Combining self-rated health assessments with CT coronary artery calcium (CAC) scoring enhanced the test's ability to predict a person's risk of adverse cardiac events -- almost matching the accuracy of traditional risk estimation, according to an article published online February 15 in JAMA Network Open.
The researchers from Saudi Arabia and multiple U.S. institutions analyzed data from 6,764 participants of the Multi-Ethnic Study of Atherosclerosis (MESA) who completed a self-rated health assessment and underwent a CT CAC exam between July 2000 and August 2002. The individuals lived in one of six different U.S. cities, their mean age was 62.1 years, and 52.9% were women.
For years, estimating an individual's risk of cardiovascular disease, including coronary artery disease, has depended on identifying a specific set of traditional risk factors such as age and smoking history. Recently, however, several nontraditional risk factors have proved capable of improving upon this traditional risk assessment and garnered avid support from prominent medical societies.
In the current study, senior author Dr. Michael Blaha from Johns Hopkins Hospital and colleagues set out to investigate the association between two such nontraditional risk factors -- CT CAC score and self-rated health -- and their potential to improve risk prediction when used together.
The group found that a low CT CAC score and an "excellent" self-rated health assessment were both independently associated with a lower risk of cardiovascular disease events. Yet there was no statistically significant correlation between CT CAC and self-rated health (p = 0.57). Indeed, individuals with a CT CAC score above zero had a markedly increased risk of cardiovascular disease events, regardless of what their self-rated health was.
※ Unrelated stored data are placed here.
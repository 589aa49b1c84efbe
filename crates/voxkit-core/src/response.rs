//! Runtime response assembly.
//!
//! Handlers fill a [`ResponseBuilder`] during dispatch; the envelope is
//! serialized once at the end. The helpers at the bottom cover the shared
//! failure paths: resolving the request locale and turning accumulated
//! translation errors into a spoken error response.

use std::collections::HashMap;
use std::sync::Arc;

use serde_json::Value;

use voxkit_types::error::LocaleError;
use voxkit_types::response::{
    CanFulfillIntent, Card, Directive, Image, OutputSpeech, Reprompt, ResponseBody,
    ResponseEnvelope,
};

use crate::l10n::{
    KEY_ERROR_MISSING_PLACEHOLDER_SSML, KEY_ERROR_MISSING_PLACEHOLDER_TEXT,
    KEY_ERROR_MISSING_PLACEHOLDER_TITLE, KEY_ERROR_NO_TRANSLATION_SSML,
    KEY_ERROR_NO_TRANSLATION_TEXT, KEY_ERROR_NO_TRANSLATION_TITLE, KEY_ERROR_TRANSLATION_SSML,
    KEY_ERROR_TRANSLATION_TEXT, KEY_ERROR_TRANSLATION_TITLE, Locale, LocaleRegistry,
};

/// Envelope version accepted by the platform.
pub const RESPONSE_VERSION: &str = "1.0";

/// A fully resolved response in one value.
///
/// `image` may carry a `{}` marker which expands to `small` and `large`
/// for the two card image sizes. `speech` becomes a reprompt instead of
/// output speech when `reprompt` is set.
#[derive(Debug, Clone, Default, PartialEq)]
pub struct Response {
    pub title: String,
    pub text: String,
    pub speech: String,
    pub image: String,
    pub reprompt: bool,
    pub end: bool,
}

/// Assembles a [`ResponseEnvelope`] step by step.
#[derive(Debug, Default)]
pub struct ResponseBuilder {
    speech: Option<OutputSpeech>,
    card: Option<Card>,
    reprompt: Option<Reprompt>,
    directives: Vec<Directive>,
    should_end_session: bool,
    session_attributes: HashMap<String, Value>,
    can_fulfill_intent: Option<CanFulfillIntent>,
}

impl ResponseBuilder {
    pub fn new() -> Self {
        Self::default()
    }

    /// Apply a resolved [`Response`] in one step.
    pub fn with(&mut self, response: Response) -> &mut Self {
        if response.image.is_empty() {
            self.with_simple_card(&response.title, &response.text);
        } else {
            let image = Image {
                small_image_url: response.image.replace("{}", "small"),
                large_image_url: response.image.replace("{}", "large"),
            };
            self.with_standard_card(&response.title, &response.text, Some(image));
        }
        if !response.speech.is_empty() {
            if response.reprompt {
                self.with_reprompt(&response.speech);
            } else {
                self.with_speech(&response.speech);
            }
        }
        self.should_end_session = response.end;
        self
    }

    /// Set the output speech; `<speak>` wrapped text is sent as SSML.
    pub fn with_speech(&mut self, text: &str) -> &mut Self {
        self.speech = Some(OutputSpeech::from_text(text));
        self
    }

    /// Set the reprompt spoken after a period of silence.
    pub fn with_reprompt(&mut self, text: &str) -> &mut Self {
        self.reprompt = Some(Reprompt {
            output_speech: Some(OutputSpeech::from_text(text)),
        });
        self
    }

    pub fn with_simple_card(&mut self, title: &str, content: &str) -> &mut Self {
        self.card = Some(Card {
            card_type: "Simple".to_string(),
            title: title.to_string(),
            text: String::new(),
            content: content.to_string(),
            image: None,
        });
        self
    }

    pub fn with_standard_card(
        &mut self,
        title: &str,
        text: &str,
        image: Option<Image>,
    ) -> &mut Self {
        self.card = Some(Card {
            card_type: "Standard".to_string(),
            title: title.to_string(),
            text: text.to_string(),
            content: String::new(),
            image,
        });
        self
    }

    pub fn with_should_end_session(&mut self, end: bool) -> &mut Self {
        self.should_end_session = end;
        self
    }

    pub fn with_session_attributes(&mut self, attributes: HashMap<String, Value>) -> &mut Self {
        self.session_attributes = attributes;
        self
    }

    pub fn with_can_fulfill_intent(&mut self, can_fulfill: CanFulfillIntent) -> &mut Self {
        self.can_fulfill_intent = Some(can_fulfill);
        self
    }

    pub fn add_directive(&mut self, directive: Directive) -> &mut Self {
        self.directives.push(directive);
        self
    }

    pub fn build(&self) -> ResponseEnvelope {
        ResponseEnvelope {
            version: RESPONSE_VERSION.to_string(),
            session_attributes: self.session_attributes.clone(),
            response: ResponseBody {
                output_speech: self.speech.clone(),
                card: self.card.clone(),
                reprompt: self.reprompt.clone(),
                directives: self.directives.clone(),
                should_end_session: self.should_end_session,
                can_fulfill_intent: self.can_fulfill_intent.clone(),
            },
        }
    }
}

// ---------------------------------------------------------------------------
// Shared failure paths
// ---------------------------------------------------------------------------

/// Resolve the request locale, falling back to the registry default.
///
/// With no usable locale at all, the builder is loaded with a terminal
/// error response and `None` is returned.
pub fn locale_or_fallback(
    b: &mut ResponseBuilder,
    registry: &LocaleRegistry,
    tag: &str,
) -> Option<Arc<Locale>> {
    if let Ok(loc) = registry.resolve(tag) {
        return Some(loc);
    }
    if let Some(loc) = registry.default_locale() {
        tracing::warn!(locale = tag, fallback = loc.name(), "unknown request locale");
        return Some(loc);
    }
    tracing::error!(locale = tag, "no locale registered");
    b.with(Response {
        title: "Error".to_string(),
        text: "No locale found!".to_string(),
        end: true,
        ..Response::default()
    });
    None
}

/// Respond to a specific translation failure with the matching error texts.
pub fn handle_locale_error(b: &mut ResponseBuilder, loc: &Locale, err: &LocaleError) {
    tracing::error!(locale = loc.name(), error = %err, "translation failure");
    let (title_key, text_key, ssml_key) = match err {
        LocaleError::NoTranslation { .. } => (
            KEY_ERROR_NO_TRANSLATION_TITLE,
            KEY_ERROR_NO_TRANSLATION_TEXT,
            KEY_ERROR_NO_TRANSLATION_SSML,
        ),
        LocaleError::MissingPlaceholder { .. } => (
            KEY_ERROR_MISSING_PLACEHOLDER_TITLE,
            KEY_ERROR_MISSING_PLACEHOLDER_TEXT,
            KEY_ERROR_MISSING_PLACEHOLDER_SSML,
        ),
    };
    respond_error(b, loc, err, title_key, text_key, ssml_key);
}

/// Turn accumulated lookup errors into a generic translation error
/// response. Returns `true` when an error response was written; the
/// handler should stop in that case.
pub fn check_locale_errors(b: &mut ResponseBuilder, loc: &Locale) -> bool {
    let Some(err) = loc.last_error() else {
        return false;
    };
    tracing::error!(locale = loc.name(), error = %err, "handler left translation errors");
    respond_error(
        b,
        loc,
        &err,
        KEY_ERROR_TRANSLATION_TITLE,
        KEY_ERROR_TRANSLATION_TEXT,
        KEY_ERROR_TRANSLATION_SSML,
    );
    true
}

fn respond_error(
    b: &mut ResponseBuilder,
    loc: &Locale,
    err: &LocaleError,
    title_key: &str,
    text_key: &str,
    ssml_key: &str,
) {
    let key = err.key().to_string();
    let mut response = Response {
        title: loc.get_any(title_key, &[]),
        text: loc.get_any(text_key, &[&key]),
        speech: loc.get_any(ssml_key, &[&key]),
        end: true,
        ..Response::default()
    };
    // the error texts themselves may be untranslated
    loc.reset_errors();
    if response.title.is_empty() {
        response.title = "Error".to_string();
    }
    if response.text.is_empty() {
        response.text = format!("An error occurred: {err}");
    }
    b.with(response);
}

#[cfg(test)]
mod tests {
    use super::*;
    use crate::l10n::{KEY_ERROR_NO_TRANSLATION_TITLE, KEY_ERROR_TRANSLATION_TITLE};

    #[test]
    fn test_with_builds_simple_card_and_speech() {
        let mut b = ResponseBuilder::new();
        b.with(Response {
            title: "Welcome".to_string(),
            text: "Hello there.".to_string(),
            speech: "Hello there.".to_string(),
            end: false,
            ..Response::default()
        });
        let envelope = b.build();

        assert_eq!(envelope.version, "1.0");
        assert!(!envelope.response.should_end_session);
        let card = envelope.response.card.unwrap();
        assert_eq!(card.card_type, "Simple");
        assert_eq!(card.content, "Hello there.");
        assert!(card.text.is_empty());
        let speech = envelope.response.output_speech.unwrap();
        assert_eq!(speech.speech_type, "PlainText");
        assert!(envelope.response.reprompt.is_none());
    }

    #[test]
    fn test_with_image_builds_standard_card() {
        let mut b = ResponseBuilder::new();
        b.with(Response {
            title: "Welcome".to_string(),
            text: "Hello.".to_string(),
            image: "https://img.example.com/{}.png".to_string(),
            ..Response::default()
        });
        let card = b.build().response.card.unwrap();
        assert_eq!(card.card_type, "Standard");
        assert_eq!(card.text, "Hello.");
        let image = card.image.unwrap();
        assert_eq!(image.small_image_url, "https://img.example.com/small.png");
        assert_eq!(image.large_image_url, "https://img.example.com/large.png");
    }

    #[test]
    fn test_with_reprompt_flag_sets_reprompt_speech() {
        let mut b = ResponseBuilder::new();
        b.with(Response {
            title: "Hm?".to_string(),
            text: "Say it again.".to_string(),
            speech: "Say it again.".to_string(),
            reprompt: true,
            ..Response::default()
        });
        let body = b.build().response;
        assert!(body.output_speech.is_none());
        assert!(body.reprompt.unwrap().output_speech.is_some());
    }

    #[test]
    fn test_ssml_speech_detected() {
        let mut b = ResponseBuilder::new();
        b.with_speech("<speak>Hello.</speak>");
        let speech = b.build().response.output_speech.unwrap();
        assert_eq!(speech.speech_type, "SSML");
    }

    #[test]
    fn test_session_attributes_survive_build() {
        let mut attributes = HashMap::new();
        attributes.insert("count".to_string(), Value::from(3));
        let mut b = ResponseBuilder::new();
        b.with_session_attributes(attributes);
        let envelope = b.build();
        assert_eq!(envelope.session_attributes["count"], Value::from(3));
    }

    #[test]
    fn test_locale_or_fallback_uses_default() {
        let registry = LocaleRegistry::new();
        registry.register(Locale::new("en-US")).unwrap();
        let mut b = ResponseBuilder::new();
        let loc = locale_or_fallback(&mut b, &registry, "fr-FR").unwrap();
        assert_eq!(loc.name(), "en-US");
    }

    #[test]
    fn test_locale_or_fallback_without_locales_fails_terminally() {
        let registry = LocaleRegistry::new();
        let mut b = ResponseBuilder::new();
        assert!(locale_or_fallback(&mut b, &registry, "fr-FR").is_none());
        let envelope = b.build();
        assert!(envelope.response.should_end_session);
        assert_eq!(envelope.response.card.unwrap().content, "No locale found!");
    }

    #[test]
    fn test_handle_locale_error_uses_translated_texts() {
        let loc = Locale::new("en-US");
        loc.set(KEY_ERROR_NO_TRANSLATION_TITLE, ["Missing text"]);
        loc.set(
            crate::l10n::KEY_ERROR_NO_TRANSLATION_TEXT,
            ["No text for '{}'."],
        );
        let err = LocaleError::NoTranslation {
            locale: "en-US".to_string(),
            key: "Launch_Text".to_string(),
        };

        let mut b = ResponseBuilder::new();
        handle_locale_error(&mut b, &loc, &err);
        let envelope = b.build();
        let card = envelope.response.card.unwrap();
        assert_eq!(card.title, "Missing text");
        assert_eq!(card.content, "No text for 'Launch_Text'.");
        assert!(envelope.response.should_end_session);
        assert!(loc.errors().is_empty());
    }

    #[test]
    fn test_handle_locale_error_falls_back_to_builtin_texts() {
        let loc = Locale::new("en-US");
        let err = LocaleError::MissingPlaceholder {
            locale: "en-US".to_string(),
            key: "Greeting".to_string(),
        };
        let mut b = ResponseBuilder::new();
        handle_locale_error(&mut b, &loc, &err);
        let card = b.build().response.card.unwrap();
        assert_eq!(card.title, "Error");
        assert!(card.content.contains("Greeting"));
        // no cascading errors from the missing error texts themselves
        assert!(loc.errors().is_empty());
    }

    #[test]
    fn test_check_locale_errors_clean_locale() {
        let loc = Locale::new("en-US");
        let mut b = ResponseBuilder::new();
        assert!(!check_locale_errors(&mut b, &loc));
    }

    #[test]
    fn test_check_locale_errors_responds_and_resets() {
        let loc = Locale::new("en-US");
        loc.set(KEY_ERROR_TRANSLATION_TITLE, ["Translation broken"]);
        loc.get("Missing_Key", &[]);

        let mut b = ResponseBuilder::new();
        assert!(check_locale_errors(&mut b, &loc));
        let card = b.build().response.card.unwrap();
        assert_eq!(card.title, "Translation broken");
        assert!(loc.errors().is_empty());
    }
}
On the other hand, combining self-rated health with CT CAC scoring led to statistically significant improvements in the ability of CT CAC to predict adverse cardiac events, compared with CT CAC alone. The accuracy of using both tests was comparable to that of the gold standard -- risk estimation using traditional risk factors. The same effect was not observed when the researchers added self-rated health to a traditional atherosclerotic cardiovascular disease (ASCVD) risk estimator.
Risk prediction for adverse cardiac events using different risk factors | |||
Traditional risk factors | CT CAC score alone | CT CAC score plus self-rated health | |
Coronary artery disease events | 0.712 | 0.725 | 0.734 |
Cardiovascular disease events | 0.718 | 0.693 | 0.706 |
All-cause mortality | 0.777 | 0.685 | 0.707 |
Combining self-rated health and CT CAC scoring may improve current clinical risk assessment, providing a quicker and more cost-effective strategy for cardiovascular disease risk prediction, be it for screening programs, population health management, or research, Blaha and colleagues noted.
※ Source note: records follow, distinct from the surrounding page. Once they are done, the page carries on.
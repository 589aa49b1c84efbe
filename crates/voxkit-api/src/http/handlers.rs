//! HTTP request handlers.

use axum::Json;
use axum::extract::State;

use voxkit_types::request::RequestEnvelope;
use voxkit_types::response::ResponseEnvelope;

use crate::state::AppState;

/// POST /v1/skill - dispatch one request envelope.
///
/// Dispatch never fails; unroutable requests come back as error responses
/// inside a valid envelope.
pub async fn invoke(
    State(state): State<AppState>,
    Json(request): Json<RequestEnvelope>,
) -> Json<ResponseEnvelope> {
    Json(state.router.dispatch(&request))
}

/// GET /health - liveness check.
pub async fn health_check() -> Json<serde_json::Value> {
    Json(serde_json::json!({ "status": "ok" }))
}
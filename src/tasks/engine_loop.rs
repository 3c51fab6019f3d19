//! Engine loop background task
//!
//! The loop is the single owner of the [`TimerEngine`]. It drains the command
//! queue and advances the clocks on a steady interval, publishing a snapshot
//! after every change.

use std::time::Duration;
use tokio::{
    sync::{oneshot, watch},
    time::MissedTickBehavior,
};
use tracing::{debug, info, warn};

use crate::{
    observers::Observer,
    state::{Clock, CommandEnvelope, EngineChannels, Phase, TimerEngine, TimerSnapshot},
};

/// Owns the engine and the observers that poll it
pub struct EngineRunner<C: Clock> {
    engine: TimerEngine<C>,
    observers: Vec<Box<dyn Observer>>,
}

impl<C: Clock> EngineRunner<C> {
    pub fn new(engine: TimerEngine<C>) -> Self {
        Self {
            engine,
            observers: Vec::new(),
        }
    }

    /// Register an observer called after every tick
    pub fn with_observer(mut self, observer: impl Observer + 'static) -> Self {
        self.observers.push(Box::new(observer));
        self
    }

    pub fn engine(&self) -> &TimerEngine<C> {
        &self.engine
    }

    /// Apply one queued command, publish the result and answer the sender
    pub fn handle(&mut self, envelope: CommandEnvelope, snapshots: &watch::Sender<TimerSnapshot>) -> TimerSnapshot {
        let CommandEnvelope { command, reply } = envelope;
        let before = self.engine.phase();

        command.apply(&mut self.engine);

        let snapshot = self.engine.snapshot();
        info!(
            "Applied {}: {:?} -> {:?} (frame {}, shot {})",
            command.name(),
            before,
            snapshot.phase,
            snapshot.frame_display,
            snapshot.shot_display
        );
        snapshots.send_replace(snapshot.clone());

        if let Some(reply) = reply {
            if reply.send(snapshot.clone()).is_err() {
                debug!("Sender of {} stopped waiting for the result", command.name());
            }
        }

        snapshot
    }

    /// Advance the clocks, publish the result and notify observers
    pub fn tick(&mut self, snapshots: &watch::Sender<TimerSnapshot>) -> TimerSnapshot {
        let before = self.engine.phase();
        self.engine.update();

        let snapshot = self.engine.snapshot();
        if before == Phase::Running && !snapshot.is_running() {
            info!("Frame time expired");
        }

        for observer in &mut self.observers {
            observer.observe(&snapshot);
        }
        snapshots.send_replace(snapshot.clone());
        snapshot
    }

    /// Switch observer outputs off
    pub fn shutdown(&mut self) {
        for observer in &mut self.observers {
            observer.shutdown();
        }
    }
}

/// Drive the engine until the queue closes or `shutdown` fires.
///
/// `period` is the tick cadence; late ticks are skipped since each update
/// measures real elapsed time anyway.
pub async fn engine_loop_task<C: Clock>(
    mut runner: EngineRunner<C>,
    channels: EngineChannels,
    period: Duration,
    mut shutdown: oneshot::Receiver<()>,
) {
    info!("Starting engine loop ({}ms tick)", period.as_millis());

    let EngineChannels { mut commands, snapshots } = channels;
    let mut interval = tokio::time::interval(period);
    interval.set_missed_tick_behavior(MissedTickBehavior::Skip);

    loop {
        tokio::select! {
            maybe_envelope = commands.recv() => {
                match maybe_envelope {
                    Some(envelope) => {
                        runner.handle(envelope, &snapshots);
                    }
                    None => {
                        warn!("Command queue closed, stopping engine loop");
                        break;
                    }
                }
            }

            _ = interval.tick() => {
                runner.tick(&snapshots);
            }

            _ = &mut shutdown => {
                info!("Engine loop shutting down");
                break;
            }
        }
    }

    runner.shutdown();
    info!("Engine loop stopped");
}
"Although some overlap exists between the risk domains captured by the [CT] CAC score and self-rated health (e.g., traditional cardiovascular risk factors), there are distinct differences in the scope of risk integration by these measures," they wrote. "We believe that the improvements in statistics noted across all outcomes on adding self-rated health to CAC score ... hint at the complementarity of these measures for risk prediction."